Preheat a large pan over medium-low heat. Add 2 tsp of oil. Heat the oil and pour 1/2 cup of neatly sliced bacon. Fry them up by stirring continuously until they bring out a golden brown texture.
After 5 minutes of frying, transfer the chicken to a plate. Place the chopped vegetables into the same pan. Fry them for 2 minutes.
Now, you need to add 4 tsp of all-purpose flour. Combine with vegetables finely. Then, pour 2 cups of chicken broth. Stir them well.
Next, allow 1 cup of chopped clams with their juice. Put a bay leaf. Add 1 tsp of Worcestershire sauce, 1 tsp of dried thyme, 1 tsp of salt, and 1 tsp of black pepper. Saute the soup for a few minutes.
Chop four clean peeled-off potatoes in cube size. Place them into the soup. Cover the pan and cook them for 5 minutes.
Finally, you need to add 2 cups of milk and 1 cup of whipped cream. Heat the pan on a high flame. Cover it and cook for 15 minutes until it gets thick creamy liquid.
Remove the pan from the heat. Transfer to a serving dish. Then, sprinkle some cooked bacon and some chopped fresh celery over the soup. Garnish them this way and serve.
1. Vegetarians can skip the meat and briskets. They need to allow fresh carrots, potatoes, onions, tomatoes, green peas, celery, and corns as healthy alternatives.
2. If you don’t like whipped cream and milk. You can use a can of condensed cream of shrimps.
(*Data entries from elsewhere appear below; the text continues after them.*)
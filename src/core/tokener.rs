use crate::error::Error;
use serde::{Deserialize, Serialize};

/// Claims carried by an auth token.
pub trait Payload: Serialize + for<'d> Deserialize<'d> {
    fn user(&self) -> &str;
}

/// Seam between the auth flow and the concrete token format.
pub trait Tokener<P: Payload> {
    fn gen_token(&self, payload: &P) -> Result<String, Error>;
    fn verify_token(&self, token: &str) -> Result<P, Error>;
}
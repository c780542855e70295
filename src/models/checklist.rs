use serde::{Deserialize, Serialize};
use sqlx::FromRow;

/// Intake checklist entry. Every active item must be acknowledged before an
/// application can be submitted.
#[derive(Debug, Clone, FromRow, Serialize)]
pub struct ChecklistItem {
    pub id: i32,
    pub label: String,
    pub description: String,
    pub active: bool,
    pub ord: i32,
}

#[derive(Debug, Clone, Deserialize)]
pub struct ChecklistInsert {
    pub label: String,
    pub description: String,
    pub ord: i32,
}

#[derive(Debug, Clone, Default, Deserialize)]
pub struct ChecklistPatch {
    pub label: Option<String>,
    pub description: Option<String>,
    pub active: Option<bool>,
    pub ord: Option<i32>,
}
As alters, you can use vegetable broth.
3. Shrimp lovers can use fried shrimps as chicken alters.
Tips For Copycat Outback Clam Chowder
- Half smashed potatoes naturally make your soup creamy and complete the boiling fast.
- To get more clam flavors, use ‘fresh clams’ and ‘ a can of clam juice’ both.
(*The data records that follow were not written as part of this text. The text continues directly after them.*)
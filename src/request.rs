use serde::Deserialize;

fn default_page() -> i64 {
    1
}

fn default_size() -> i64 {
    20
}

#[derive(Debug, Deserialize)]
pub struct Pagination {
    #[serde(default = "default_page")]
    pub page: i64,
    #[serde(default = "default_size")]
    pub size: i64,
}
use actix_web::{self, Error, FromRequest, HttpMessage};
use std::future::{ready, Ready};

/// Identity of the authenticated caller, inserted by the JWT middleware.
#[derive(Debug, Clone)]
pub struct UserInfo {
    pub id: i32,
}

impl FromRequest for UserInfo {
    type Error = Error;
    type Future = Ready<Result<Self, Self::Error>>;

    fn from_request(req: &actix_web::HttpRequest, _payload: &mut actix_web::dev::Payload) -> Self::Future {
        if let Some(user) = req.extensions().get::<Self>() {
            ready(Ok(user.clone()))
        } else {
            ready(Err(actix_web::error::ErrorUnauthorized("")))
        }
    }
}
- Don’t get rushed while cooking. Take time and cook the dish on medium-low flame. It maintains the proper quality of the nutrition values of each ingredient.
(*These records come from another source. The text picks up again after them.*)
use crate::error::Error;
use crate::models::{
    application::{Application, ApplicationInsert, ApplicationQuery, ApplicationUpdate},
    checklist::{ChecklistInsert, ChecklistItem, ChecklistPatch},
    history::{StatusChange, StatusChangeInsert},
    member::{Member, MemberInsert, MemberPatch, MemberQuery, MemberStatus},
    settings::{SettingsUpdate, SystemSettings},
    state_change::{DecisionRecord, RequestQuery, StateChange, StateChangeInsert},
    withdrawal::{WithdrawalInsert, WithdrawalRequest},
};

pub trait MemberCommon {
    async fn insert(&mut self, data: MemberInsert) -> Result<i32, Error>;
    async fn get(&mut self, id: i32) -> Result<Option<Member>, Error>;
    async fn get_for_update(&mut self, id: i32) -> Result<Option<Member>, Error>;
    async fn get_by_email(&mut self, email: &str) -> Result<Option<Member>, Error>;
    async fn query(&mut self, param: &MemberQuery, page: i64, size: i64) -> Result<Vec<Member>, Error>;
    async fn count(&mut self, param: &MemberQuery) -> Result<i64, Error>;
    async fn count_by_status(&mut self, status: MemberStatus) -> Result<i64, Error>;
    async fn set_status(&mut self, id: i32, status: MemberStatus) -> Result<(), Error>;
    async fn update_profile(&mut self, id: i32, patch: MemberPatch) -> Result<(), Error>;
    async fn update_credentials(&mut self, id: i32, password: String, salt: String) -> Result<(), Error>;
    async fn set_onboarding(&mut self, id: i32, kakao: bool, onboarding: bool) -> Result<(), Error>;
    async fn delete(&mut self, id: i32) -> Result<(), Error>;
}

pub trait ApplicationCommon {
    async fn insert(&mut self, data: ApplicationInsert) -> Result<i32, Error>;
    async fn get_by_member(&mut self, member_id: i32) -> Result<Option<Application>, Error>;
    async fn get_by_member_for_update(&mut self, member_id: i32) -> Result<Option<Application>, Error>;
    async fn query(&mut self, param: &ApplicationQuery, page: i64, size: i64) -> Result<Vec<Application>, Error>;
    async fn count(&mut self, param: &ApplicationQuery) -> Result<i64, Error>;
    async fn update(&mut self, id: i32, data: ApplicationUpdate) -> Result<(), Error>;
    async fn delete(&mut self, id: i32) -> Result<(), Error>;
}

pub trait StateChangeCommon {
    async fn insert(&mut self, data: StateChangeInsert) -> Result<i32, Error>;
    async fn get(&mut self, id: i32) -> Result<Option<StateChange>, Error>;
    async fn get_for_update(&mut self, id: i32) -> Result<Option<StateChange>, Error>;
    async fn query(&mut self, param: &RequestQuery, page: i64, size: i64) -> Result<Vec<StateChange>, Error>;
    async fn count(&mut self, param: &RequestQuery) -> Result<i64, Error>;
    async fn has_pending(&mut self, member_id: i32) -> Result<bool, Error>;
    async fn set_decision(&mut self, id: i32, decision: DecisionRecord) -> Result<(), Error>;
}

pub trait WithdrawalCommon {
    async fn insert(&mut self, data: WithdrawalInsert) -> Result<i32, Error>;
    async fn get(&mut self, id: i32) -> Result<Option<WithdrawalRequest>, Error>;
    async fn get_for_update(&mut self, id: i32) -> Result<Option<WithdrawalRequest>, Error>;
    async fn query(&mut self, param: &RequestQuery, page: i64, size: i64) -> Result<Vec<WithdrawalRequest>, Error>;
    async fn count(&mut self, param: &RequestQuery) -> Result<i64, Error>;
    async fn has_pending(&mut self, member_id: i32) -> Result<bool, Error>;
    async fn set_decision(&mut self, id: i32, decision: DecisionRecord) -> Result<(), Error>;
}

pub trait SettingsCommon {
    async fn get(&mut self) -> Result<SystemSettings, Error>;
    /// Locks the settings row for the rest of the transaction. Every
    /// capacity-gated approval goes through this, which serializes them.
    async fn get_for_update(&mut self) -> Result<SystemSettings, Error>;
    async fn update(&mut self, data: SettingsUpdate) -> Result<(), Error>;
}

pub trait ChecklistCommon {
    async fn insert(&mut self, data: ChecklistInsert) -> Result<i32, Error>;
    async fn get(&mut self, id: i32) -> Result<Option<ChecklistItem>, Error>;
    async fn list(&mut self, active_only: bool) -> Result<Vec<ChecklistItem>, Error>;
    async fn update(&mut self, id: i32, patch: ChecklistPatch) -> Result<(), Error>;
}

pub trait HistoryCommon {
    async fn insert(&mut self, data: StatusChangeInsert) -> Result<i32, Error>;
    async fn list_for_member(&mut self, member_id: i32) -> Result<Vec<StatusChange>, Error>;
}

pub trait Common:
    MemberCommon + ApplicationCommon + StateChangeCommon + WithdrawalCommon + SettingsCommon + ChecklistCommon + HistoryCommon
{
}

pub trait Storer: Common {}

pub trait TxStorer: Storer {
    async fn commit(self) -> Result<(), Error>;
    async fn rollback(self) -> Result<(), Error>;
}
Values are given below with total servings and amount per size:
|Serving size||1 bowl|
What Is The Difference Between Clam Chowder And New England Clam Chowder?
Regular chowder is a creamy soup made with potatoes, onions, and clams. New England Clam Chowder is a cream-based soup with potatoes, onions, clams, and bacon. The main difference between the two is that one has bacon, while regular Chowder does not.
Is It Healthier Than Lobster Bisque?
It depends on the ingredients used to make each soup. Clam chowder tends to be higher in fat and calories, while lobster bisque is usually lower in fat and calories.
Is Clam Chowder Healthy for You?
It can be a healthy dish when made with whole, unprocessed ingredients, low-fat dairy, and added vegetables.
At present, most of the regions and their people are going to have this yummy clam chowder dish as their snacks, and cold night warm-up dish. Don’t be scared before taking any attempts to make the simple stepped recipe.
It might be much easier than you are scared to think. The clam soup is firstly textured light and it gets thickened up together when it cools more.
So, you can easily get the desired thickness you want.